This gloomy political situation continued until June 1982, when Israel invaded Lebanon in a military campaign against the Palestinian movements. While the IDF’s rapid assault on the PLO forces was very effective, the ADF remained far beyond its initial six-month mandate as an occupation army dominated by Syrian units until, in fact, Syria’s military withdrawal from Lebanon in April 2005.11 Throughout those years, the Saudis did not protest or condemn Syria’s siege and suppression of the Christian population of Lebanon, or the Palestinian massacres of Lebanese, as in the Ashrifiyya neighborhood in East Beirut, Tall Abbas, Damur, Beit Mellat, Deir Ashash, and elsewhere. Yet the irony and tragedy of the Christian predicament was highlighted when Bashir Jemayel, Maronite candidate for president in August 1982, felt it prudent to seek Saudi support for his candidacy – underscoring Saudi domination of the Beirut political scene.12

In May 1989, King Fahd of Saudi Arabia headed a new Arab committee to resolve the Lebanese problem, later convening a meeting in Jeddah in September attended by the leaders of Morocco and Algeria. In October, again under Saudi auspices, Lebanese parliamentarians were brought to Taif near Mecca, and under duress “consented” to political reforms that equalized Muslim representation to that of the Christians in the Lebanese legislature and strengthened the Sunni prime minister at the expense of the Maronite president. Through the flexible mediation efforts of the Lebanese billionaire Rafiq Hariri, a Sunni from Sidon who enjoyed Saudi citizenship and carried a Saudi diplomatic passport, money flowed into the parliamentarians’ pockets to assure they sign the Taif Accord, in association with Washington and Damascus. Before returning to Lebanon, the 62 accommodating or traitorous parliamentarians were hosted and feted by Hariri in a Parisian hotel. In addition, he bribed George Saade of the Phalange Party with $3-5 million to support the Taif Accord, while preparing the political ground to become prime minister, which he did in 1992. With Lebanon now defined as “Arab in belonging and identity” and enjoying a “special relationship” with Syria, the Christians were again on the losing end of Saudi machinations in their country. In 1990, when the Syrians sent military forces ostensibly to help defend Saudi Arabia from a menacing Iraq, King Fahd greased President Assad’s palm with $500 million for his symbolic gesture of solidarity. The Saudi-Syrian axis was rich in bribery and collaboration for many years across a broad spectrum of topics.

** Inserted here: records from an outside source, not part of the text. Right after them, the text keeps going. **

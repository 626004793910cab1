//! Look-ahead contamination tests for every incremental component.
//!
//! No value at bar t may depend on a candle from bar t+1 or later.
//!
//! Method: compute on a truncated series (bars 0..100) and the full series
//! (bars 0..200). Bars 0..100 must be identical between both runs.

use paperlab_core::domain::Candle;
use paperlab_core::engine::OscillatorConfig;
use paperlab_core::indicators::{Adx, Ema, Indicator, MaType, MovingAverage, Sma};
use paperlab_core::oscillator::{LaguerreRsi, OscillatorMode};
use paperlab_core::series::Series;

/// Generate N candles of synthetic data with realistic variation.
fn make_test_candles(n: usize) -> Series<Candle> {
    let mut series = Series::new();
    let mut price = 100.0;
    for i in 0..n {
        // Deterministic pseudo-random walk using a simple LCG
        let seed = (i as u64).wrapping_mul(6364136223846793005).wrapping_add(1);
        let change = ((seed % 200) as f64 - 100.0) * 0.05;
        price = (price + change).max(10.0);

        let open = price - 0.5;
        let close = price + 0.3;
        let high = open.max(close) + 2.0;
        let low = open.min(close) - 2.0;
        series.set(i, Candle::new(open, high, low, close));
    }
    series
}

fn prefix(candles: &Series<Candle>, len: usize) -> Series<Candle> {
    let mut out = Series::new();
    for (i, c) in candles.as_slice().iter().take(len).enumerate() {
        out.set(i, *c);
    }
    out
}

fn assert_no_lookahead<I: Indicator + Clone>(indicator: &I, full: &Series<Candle>, len: usize) {
    let truncated = prefix(full, len);
    let mut a = indicator.clone();
    let mut b = indicator.clone();
    let short: Vec<f64> = (0..truncated.len()).map(|i| a.update(i, &truncated)).collect();
    let long: Vec<f64> = (0..full.len()).map(|i| b.update(i, full)).collect();
    for i in 0..len {
        assert_eq!(
            short[i].to_bits(),
            long[i].to_bits(),
            "{} leaks future data at bar {i}",
            indicator.name()
        );
    }
}

#[test]
fn moving_averages_have_no_lookahead() {
    let candles = make_test_candles(200);
    assert_no_lookahead(&Sma::new(20), &candles, 100);
    assert_no_lookahead(&Ema::new(20), &candles, 100);
    assert_no_lookahead(&MovingAverage::new(MaType::Ema, 9), &candles, 100);
}

#[test]
fn adx_has_no_lookahead() {
    let candles = make_test_candles(200);
    assert_no_lookahead(&Adx::new(14, 14), &candles, 100);
    assert_no_lookahead(&Adx::new(5, 3), &candles, 100);
}

#[test]
fn laguerre_rsi_has_no_lookahead() {
    let candles = make_test_candles(200);
    for mode in [OscillatorMode::Classic, OscillatorMode::FractalEnergy] {
        let config = OscillatorConfig {
            mode,
            ..OscillatorConfig::default()
        };
        let mut short = LaguerreRsi::new(&config);
        let mut long = LaguerreRsi::new(&config);
        for i in 0..100 {
            short.update(i, &candles.get(i));
        }
        for i in 0..200 {
            long.update(i, &candles.get(i));
        }
        for i in 0..100 {
            assert_eq!(short.value(i).to_bits(), long.value(i).to_bits(), "{mode:?} bar {i}");
            assert_eq!(short.fractal_gamma(i).to_bits(), long.fractal_gamma(i).to_bits());
        }
    }
}
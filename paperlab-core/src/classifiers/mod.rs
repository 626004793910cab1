//! Trend classifiers.
//!
//! Each classifier owns its indicators and label series and is advanced once
//! per bar by the engine. Labels read as `None` where not yet classified.

pub mod adx_strength;
pub mod candle_trend;
pub mod ma_cloud;
pub mod price_cross;

pub use adx_strength::AdxStrength;
pub use candle_trend::CandleTrend;
pub use ma_cloud::MaCloud;
pub use price_cross::PriceCross;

It is interesting to point out that Rafiq Hariri became a major Lebanese political defender of the Shiite Hizbullah movement when, in the 1990s, the United States and Europe considered listing the party as a terrorist organization. Hariri traveled to Washington and Paris in order to present his views which were, in fact, intertwined with his own political ambitions and need to secure Shiite support. Later developments proved this to be a myopic approach, as the Hizbullah-Syrian-Iranian axis later became a formidable rival to his Sunni-Saudi alliance. The assassination of Hariri in February 2005 drove the message home.

 

The Saudis successfully exercised multiple modes of influence to damage Lebanon’s independence and Christian character. Leaning on Washington, the Saudis led the Americans in 1976 to actually propose to the Christians that they emigrate from their historic homeland. Within the country, the Saudis purchased large tracts of private Christian property, as in the Maronite Kesrouan area, while investing $14 billion – about half of all foreign investments in Lebanon – in real estate, tourism, and industry. Funding mosque construction in Beirut, and inspiring Wahhabi-style Usbat al-Ansar Sunni insurgents in the northern Akkar mountains, were additional Saudi methods to arrogate a dominant role in Lebanese affairs. Seemingly innocent Saudi vacationers in Beirut and the coastal and mountain resorts convey the insidious notion that, the Wahhabists are at home in the country they came to conquer.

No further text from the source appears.